De plus, tout adjectif
n'est il pas déterminatif? C'est à dire qu'il qualifie
nécessairement le nom auquel il se rapporte. Selon une grammaire
récente, celle de Marc Wilmet : discours présidentiel et
discours d'adieu – les exemples pris dans le traité – ne
diffèrent pas. Nous sommes là en présence de deux
déterminants qualifiants pour reprendre la terminologie de Marc
Wilmet. Mais malgré une fonction identique, il y a des
différences. « Présidentiel » fait parti des
dénominaux – il dérive d'un nom : président.

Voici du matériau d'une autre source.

use thiserror::Error;

#[derive(Error, Debug)]
pub enum Error {
    #[error("IO error: {0}")]
    Io(#[from] std::io::Error),

    #[error("connection failed: {0}")]
    Connect(String),

    #[error("connection closed by peer after {received} of {expected} bytes")]
    ConnectionClosed { received: usize, expected: usize },

    #[error("frame length mismatch: got {len} bytes, expected {expected}")]
    FrameLength { len: usize, expected: usize },
}

pub type Result<T> = std::result::Result<T, Error>;
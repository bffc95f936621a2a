//! Terminal line plot for live frames.
//!
//! The panel draws into any [`Write`] sink with fixed axes: X spans the
//! sample index range `0..BUFFER_SIZE`, Y spans `0..=SAMPLE_MAX`. Every
//! update redraws the whole panel in place with ANSI cursor movement, so the
//! plot stays put while the session runs.

use crate::frame::{Frame, BUFFER_SIZE, SAMPLE_MAX};
use std::io::{self, Write};

const GUTTER: usize = 5;

/// An owned display handle for one session.
///
/// Created before the receive loop, updated once per frame, and torn down
/// with [`ScopePanel::finish`], which leaves the final plot visible.
pub struct ScopePanel<W: Write> {
    out: W,
    width: usize,
    height: usize,
    rows_drawn: usize,
}

impl ScopePanel<io::Stdout> {
    /// A panel writing to stdout.
    pub fn stdout(width: usize, height: usize) -> Self {
        Self::new(io::stdout(), width, height)
    }
}

impl<W: Write> ScopePanel<W> {
    /// Creates a panel with the given plot area in terminal cells.
    ///
    /// Dimensions are clamped to a usable minimum (16 columns, 4 rows).
    pub fn new(out: W, width: usize, height: usize) -> Self {
        Self {
            out,
            width: width.max(16),
            height: height.max(4),
            rows_drawn: 0,
        }
    }

    /// Redraws the plot for `frame` and the report block below it.
    ///
    /// The redraw is synchronous; when this returns the sink has been
    /// flushed. `status` may be empty.
    pub fn update(&mut self, frame: &Frame, status: &str) -> io::Result<()> {
        let mut text = String::new();
        if self.rows_drawn > 0 {
            text.push_str(&format!("\x1b[{}A\r", self.rows_drawn));
        }

        let mut rows = 0;
        for line in self.plot_lines(frame) {
            text.push_str(&line);
            text.push_str("\x1b[K\n");
            rows += 1;
        }
        for line in status.lines() {
            text.push_str(line);
            text.push_str("\x1b[K\n");
            rows += 1;
        }

        self.out.write_all(text.as_bytes())?;
        self.out.flush()?;
        self.rows_drawn = rows;
        Ok(())
    }

    /// Tears the panel down, leaving the last drawing on screen.
    pub fn finish(mut self) -> io::Result<()> {
        self.out.write_all(b"\n")?;
        self.out.flush()
    }

    fn plot_lines(&self, frame: &Frame) -> Vec<String> {
        let samples = frame.samples();
        let n = samples.len();
        let mut grid = vec![vec![' '; self.width]; self.height];

        // One column per bucket of samples, drawn as its min..max band.
        for (c, column) in (0..self.width).map(|c| (c, self.bucket(samples, n, c))) {
            if let Some((lo, hi)) = column {
                let top = self.row_for(hi);
                let bottom = self.row_for(lo);
                for row in grid.iter_mut().take(bottom + 1).skip(top) {
                    row[c] = '*';
                }
            }
        }

        let mut lines = Vec::with_capacity(self.height + 2);
        for (r, row) in grid.iter().enumerate() {
            let label = if r == 0 {
                SAMPLE_MAX.to_string()
            } else if r == self.height - 1 {
                "0".to_string()
            } else {
                String::new()
            };
            let cells: String = row.iter().collect();
            lines.push(format!("{label:>w$} |{cells}", w = GUTTER));
        }
        lines.push(format!("{:>w$} +{}", "", "-".repeat(self.width), w = GUTTER));
        lines.push(format!(
            "{:>w$}  0{:>x$}",
            "",
            BUFFER_SIZE,
            w = GUTTER,
            x = self.width - 1
        ));
        lines
    }

    fn bucket(&self, samples: &[u16], n: usize, column: usize) -> Option<(u16, u16)> {
        let start = column * n / self.width;
        let end = (((column + 1) * n) / self.width).max(start + 1).min(n);
        let slice = samples.get(start..end)?;
        let lo = slice.iter().copied().min()?;
        let hi = slice.iter().copied().max()?;
        Some((lo, hi))
    }

    fn row_for(&self, value: u16) -> usize {
        let v = value.min(SAMPLE_MAX) as usize;
        (self.height - 1) - v * (self.height - 1) / SAMPLE_MAX as usize
    }
}
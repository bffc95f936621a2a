//! Transport side of a session: one exclusively-owned stream, read in
//! exact frame-sized units.

use crate::config::Config;
use crate::frame::{GREETING, PACKET_SIZE};
use crate::{Error, Result};
use log::{debug, info};
use tokio::io::{AsyncRead, AsyncReadExt, AsyncWriteExt};
use tokio::net::TcpStream;
use tokio::time::timeout;

/// Default cap on how many bytes a single receive call may request.
pub const RECV_CHUNK: usize = 4096;

/// Reads fixed-size frames from a stream.
///
/// The reader owns the stream for the lifetime of the session. Dropping the
/// reader closes the connection.
pub struct FrameReader<S> {
    stream: S,
    recv_chunk: usize,
}

impl<S> FrameReader<S> {
    /// Wraps an already-connected stream.
    ///
    /// `recv_chunk` bounds each individual receive call and is clamped to
    /// `1..=PACKET_SIZE`.
    pub fn from_stream(stream: S, recv_chunk: usize) -> Self {
        Self {
            stream,
            recv_chunk: recv_chunk.clamp(1, PACKET_SIZE),
        }
    }

    /// Consumes the reader and returns the underlying stream.
    pub fn into_inner(self) -> S {
        self.stream
    }
}

impl FrameReader<TcpStream> {
    /// Connects to the configured endpoint and sends the one-shot greeting.
    ///
    /// The connection attempt is bounded by `config.connect_timeout`; a
    /// refusal or an expired timeout fails with [`Error::Connect`]. After the
    /// greeting the client never writes again.
    pub async fn connect(config: &Config) -> Result<Self> {
        let endpoint = config.endpoint();

        let stream = match timeout(config.connect_timeout, TcpStream::connect(&endpoint)).await {
            Ok(Ok(stream)) => stream,
            Ok(Err(e)) => return Err(Error::Connect(format!("{endpoint}: {e}"))),
            Err(_) => {
                return Err(Error::Connect(format!(
                    "{endpoint}: no connection within {:.1}s",
                    config.connect_timeout.as_secs_f64()
                )))
            }
        };
        info!("Connected to {endpoint}");

        let mut reader = Self::from_stream(stream, config.recv_chunk);
        reader.stream.write_all(GREETING).await?;
        reader.stream.flush().await?;
        debug!("Sent {}-byte greeting", GREETING.len());

        Ok(reader)
    }
}

impl<S: AsyncRead + Unpin> FrameReader<S> {
    /// Reads exactly [`PACKET_SIZE`] bytes, accumulating across however many
    /// partial reads the stream delivers.
    ///
    /// End-of-stream before the full count fails with
    /// [`Error::ConnectionClosed`]; a short buffer is never returned. Any
    /// other read error propagates as-is.
    pub async fn read_frame(&mut self) -> Result<Vec<u8>> {
        let mut buf = vec![0u8; PACKET_SIZE];
        let mut received = 0usize;

        while received < PACKET_SIZE {
            let want = (PACKET_SIZE - received).min(self.recv_chunk);
            let n = self.stream.read(&mut buf[received..received + want]).await?;
            if n == 0 {
                return Err(Error::ConnectionClosed {
                    received,
                    expected: PACKET_SIZE,
                });
            }
            received += n;
        }

        Ok(buf)
    }
}
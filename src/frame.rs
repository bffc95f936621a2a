use crate::{Error, Result};

/// Number of 16-bit samples in one frame.
pub const BUFFER_SIZE: usize = 16384;

/// Number of raw bytes in one frame on the wire (two bytes per sample).
pub const PACKET_SIZE: usize = BUFFER_SIZE * 2;

/// Upper end of the displayed sample range. The sample devices carry a
/// 12-bit ADC, so values sit in `0..=4095`.
pub const SAMPLE_MAX: u16 = 4096;

/// Request line written once after connecting. Some firmwares only start
/// streaming after seeing an HTTP-shaped request.
pub const GREETING: &[u8] = b"GET / HTTP/1.0\r\n\r\n";

/// One decoded frame of samples.
///
/// A `Frame` is only ever constructed from a complete [`PACKET_SIZE`]-byte
/// buffer; there is no partially-filled state.
///
/// # Examples
///
/// ```
/// use streamscope::frame::{Frame, BUFFER_SIZE, PACKET_SIZE};
///
/// // Alternating 0x00, 0x01 bytes decode to the value 256 everywhere.
/// let mut bytes = Vec::with_capacity(PACKET_SIZE);
/// for _ in 0..BUFFER_SIZE {
///     bytes.extend_from_slice(&[0x00, 0x01]);
/// }
///
/// let frame = Frame::decode(&bytes).unwrap();
/// assert_eq!(frame.samples().len(), BUFFER_SIZE);
/// assert!(frame.samples().iter().all(|&v| v == 256));
/// ```
#[derive(Debug, Clone, PartialEq, Eq)]
pub struct Frame {
    samples: Vec<u16>,
}

impl Frame {
    /// Decodes exactly [`PACKET_SIZE`] bytes into [`BUFFER_SIZE`] samples.
    ///
    /// Samples are little-endian on the wire. A buffer of any other length
    /// is rejected with [`Error::FrameLength`]; the transport reader never
    /// produces one.
    pub fn decode(bytes: &[u8]) -> Result<Self> {
        if bytes.len() != PACKET_SIZE {
            return Err(Error::FrameLength {
                len: bytes.len(),
                expected: PACKET_SIZE,
            });
        }

        let samples = bytes
            .chunks_exact(2)
            .map(|pair| u16::from_le_bytes([pair[0], pair[1]]))
            .collect();

        Ok(Self { samples })
    }

    /// The decoded samples, in wire order.
    pub fn samples(&self) -> &[u16] {
        &self.samples
    }

    /// Up to the first `n` samples.
    pub fn first(&self, n: usize) -> &[u16] {
        &self.samples[..n.min(self.samples.len())]
    }

    /// Up to the last `n` samples.
    pub fn last(&self, n: usize) -> &[u16] {
        &self.samples[self.samples.len() - n.min(self.samples.len())..]
    }

    /// Smallest sample in the frame.
    pub fn min(&self) -> u16 {
        self.samples.iter().copied().min().unwrap_or(0)
    }

    /// Largest sample in the frame.
    pub fn max(&self) -> u16 {
        self.samples.iter().copied().max().unwrap_or(0)
    }
}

« D'adieu » est une construction indirecte
prépositionnelle. Le rythme adviendrait alors sur des choix
opérés en discours, accentuant dénominaux ou
construction prépositionnelle indirecte.
Et cette distinction –
entre déterminants et discriminants – bien connue des
grammairiens pose justement un problème. À savoir qu'elle
est, pour reprendre leur mot, trop du poème subjectiviste.
Selon eux un seul accent,
nous place du côté des déterminants, où
l'adjectif détermine un individu catégoriel à
l'intérieur d'une série catégorielle. Exemples: un
poisson rouge, un vin vieux. Séries catégorielles ici:
poisson, vieux. Pour le rouge-gorge on repassera. C'est un nom
composé. Le trait d'union témoigne de l'agglutination de
l'adjectif au nom et de sa perte d'autonomie. Mais on accentuerait
ainsi noix de coco de Sibérie. Bref ça ne résiste
pas longtemps. Ça tient aux lois mêmes de la prosodie de
la langue française – lois plus que principes.
Pour reprendre l'exemple
film remarquable, remarquable étant un déterminant
qualifiant déverbal, mieux vaut se rabattre sur la postposition
ou l'anteposition de l'adjectif pour parvenir à leur conclusion.
Là les lois en jeu le permettent. Marc Wilmet expliquerait que
l'ordre NA (nom-adjectif) réunit l'ensemble film à
l'ensemble des objets remarquables tandis que l'ordre AN inclut
l'ensemble des objets remarquables à l'ensemble film. Là
encore l'antéposition réduit l'autonomie de l'adjectif.
Rappelons que deux accents de durée font deux groupes prosodiques.
Mais, rappelons que tout
ceci – l'accentuation de groupe – relevait d'une accentuation rythmique
et non pas prosodique ! Puisque celle-ci fait l'objet d'un
deuxième chapitre où l'on découvre qu'elle est le
deuxième phénomène, et capital, du rythme.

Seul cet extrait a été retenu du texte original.